### Exercise directions
Lines to restate from the data below: from the one containing "(versions, counts, location)" to the one containing "if let Err(err)", both included. Give them again exactly, and only them.

○ ○ ○ ○ ○ ○ ○

//! Quire CLI
//!
//! Command-line interface for Quire - inspect and edit a node-graph store.

use std::path::PathBuf;

use anyhow::{Context, Result};
use clap::{Parser, Subcommand};
use tracing::debug;
use tracing_subscriber::EnvFilter;

use quire_core::{Config, NodeFs, StoreError};

mod commands;
mod output;

use output::{Output, OutputFormat};

#[derive(Parser)]
#[command(name = "quire")]
#[command(about = "Quire - embedded node-graph store")]
#[command(version)]
#[command(propagate_version = true)]
struct Cli {
    /// Output as JSON
    #[arg(long, global = true)]
    json: bool,

    /// Quiet mode - minimal output
    #[arg(short, long, global = true)]
    quiet: bool,

    /// Increase log verbosity (-v info, -vv debug)
    #[arg(short, long, global = true, action = clap::ArgAction::Count)]
    verbose: u8,

    #[command(subcommand)]
    command: Commands,
}

#[derive(Subcommand)]
enum Commands {
    /// Create the store (first-time setup)
    Init,
    /// Show status (versions, counts, location)
    Status,
    /// List a folder
    Ls {
        /// Folder path (defaults to the root)
        #[arg(default_value = "/")]
        path: String,
    },
    /// Print a file's content
    Cat {
        /// File path
        path: String,
    },
    /// Write a file, creating it if needed
    Put {
        /// File path
        path: String,
        /// Read content from this file instead of stdin
        #[arg(short, long)]
        from: Option<PathBuf>,
        /// Media kind for a new file
        #[arg(short, long, default_value = "text")]
        kind: String,
    },
    /// Create a folder
    Mkdir {
        /// Folder path
        path: String,
    },
    /// Bind an existing node under another name
    Link {
        /// Path of the existing node
        target: String,
        /// New path to bind it at
        dest: String,
    },
    /// Remove a binding
    #[command(alias = "unlink")]
    Rm {
        /// Path to remove
        path: String,
        /// Also destroy the node itself
        #[arg(long)]
        destroy: bool,
    },
    /// Delete blobs no longer referenced
    Gc,
    /// Export the graph to a dump file
    Dump {
        /// Output file ("-" for stdout)
        output: String,
    },
    /// Import a dump file into the store
    Undump {
        /// Input file ("-" for stdin)
        input: String,
        /// Replace an existing store
        #[arg(long)]
        force: bool,
    },
    /// Show or set configuration
    Config {
        #[command(subcommand)]
        command: Option<ConfigCommands>,
    },
}

#[derive(Subcommand, Clone)]
enum ConfigCommands {
    /// Show current configuration
    Show,
    /// Set a configuration value
    Set {
        /// Configuration key (data_dir, key_prefix, inline_threshold)
        key: String,
        /// Configuration value
        value: String,
    },
}

#[tokio::main]
async fn main() -> Result<()> {
    let cli = Cli::parse();
    init_logging(cli.verbose);
    let output = Output::new(OutputFormat::from_flags(cli.json, cli.quiet));

    let result = run(cli, &output).await;
    if let Err(err) = &result {
        if let Some(hint) = recovery_hint(err) {
            if !output.is_quiet() {
                eprintln!("hint: {}", hint);
            }
        }
    }
    result
}

/// Suggestion attached to the first store error in the chain
fn recovery_hint(err: &anyhow::Error) -> Option<&'static str> {
    err.chain()
        .find_map(|cause| cause.downcast_ref::<StoreError>())
        .and_then(StoreError::recovery_suggestion)
}

async fn run(cli: Cli, output: &Output) -> Result<()> {
    // Commands that don't need the store
    if let Commands::Config { command } = &cli.command {
        return match command.clone() {
            Some(ConfigCommands::Show) | None => commands::config::show(output),
            Some(ConfigCommands::Set { key, value }) => {
                commands::config::set(key, value, output)
            }
        };
    }

    let config = Config::load().context("Failed to load configuration")?;
    let fs = NodeFs::with_config(&config);
    debug!(data_dir = ?config.data_dir, "Using store");

    // Undump populates an unopened store
    if let Commands::Undump { input, force } = &cli.command {
        return commands::archive::undump(&fs, &config, input, *force, output).await;
    }

    fs.open().await.context("Failed to open store")?;

    match cli.command {
        Commands::Init => commands::status::init(&fs, &config, output).await,
        Commands::Status => commands::status::show(&fs, &config, output).await,
        Commands::Ls { path } => commands::node::list(&fs, &path, output).await,
        Commands::Cat { path } => commands::node::cat(&fs, &path).await,
        Commands::Put { path, from, kind } => {
            commands::node::put(&fs, &path, from, &kind, output).await
        }
        Commands::Mkdir { path } => commands::node::mkdir(&fs, &path, output).await,
        Commands::Link { target, dest } => {
            commands::node::link(&fs, &target, &dest, output).await
        }
        Commands::Rm { path, destroy } => commands::node::remove(&fs, &path, destroy, output).await,
        Commands::Gc => commands::status::gc(&fs, output).await,
        Commands::Dump { output: target } => commands::archive::dump(&fs, &target, output).await,
        Commands::Undump { .. } | Commands::Config { .. } => Ok(()), // Handled above
    }
}

/// Install a stderr subscriber; `RUST_LOG` wins over `-v`
fn init_logging(verbose: u8) {
    let log_level = match verbose {
        0 => "warn",
        1 => "info",
        _ => "debug",
    };

    let env_filter = EnvFilter::try_from_default_env().unwrap_or_else(|_| {
        EnvFilter::new(format!("quire_core={},quire_cli={}", log_level, log_level))
    });

    let _ = tracing_subscriber::fmt()
        .with_env_filter(env_filter)
        .with_target(false)
        .with_writer(std::io::stderr)
        .try_init();
}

○ ○ ○ ○ ○ ○ ○

### Solution for this problem
    /// Show status (versions, counts, location)
    Status,
    /// List a folder
    Ls {
        /// Folder path (defaults to the root)
        #[arg(default_value = "/")]
        path: String,
    },
    /// Print a file's content
    Cat {
        /// File path
        path: String,
    },
    /// Write a file, creating it if needed
    Put {
        /// File path
        path: String,
        /// Read content from this file instead of stdin
        #[arg(short, long)]
        from: Option<PathBuf>,
        /// Media kind for a new file
        #[arg(short, long, default_value = "text")]
        kind: String,
    },
    /// Create a folder
    Mkdir {
        /// Folder path
        path: String,
    },
    /// Bind an existing node under another name
    Link {
        /// Path of the existing node
        target: String,
        /// New path to bind it at
        dest: String,
    },
    /// Remove a binding
    #[command(alias = "unlink")]
    Rm {
        /// Path to remove
        path: String,
        /// Also destroy the node itself
        #[arg(long)]
        destroy: bool,
    },
    /// Delete blobs no longer referenced
    Gc,
    /// Export the graph to a dump file
    Dump {
        /// Output file ("-" for stdout)
        output: String,
    },
    /// Import a dump file into the store
    Undump {
        /// Input file ("-" for stdin)
        input: String,
        /// Replace an existing store
        #[arg(long)]
        force: bool,
    },
    /// Show or set configuration
    Config {
        #[command(subcommand)]
        command: Option<ConfigCommands>,
    },
}

#[derive(Subcommand, Clone)]
enum ConfigCommands {
    /// Show current configuration
    Show,
    /// Set a configuration value
    Set {
        /// Configuration key (data_dir, key_prefix, inline_threshold)
        key: String,
        /// Configuration value
        value: String,
    },
}

#[tokio::main]
async fn main() -> Result<()> {
    let cli = Cli::parse();
    init_logging(cli.verbose);
    let output = Output::new(OutputFormat::from_flags(cli.json, cli.quiet));

    let result = run(cli, &output).await;
    if let Err(err) = &result {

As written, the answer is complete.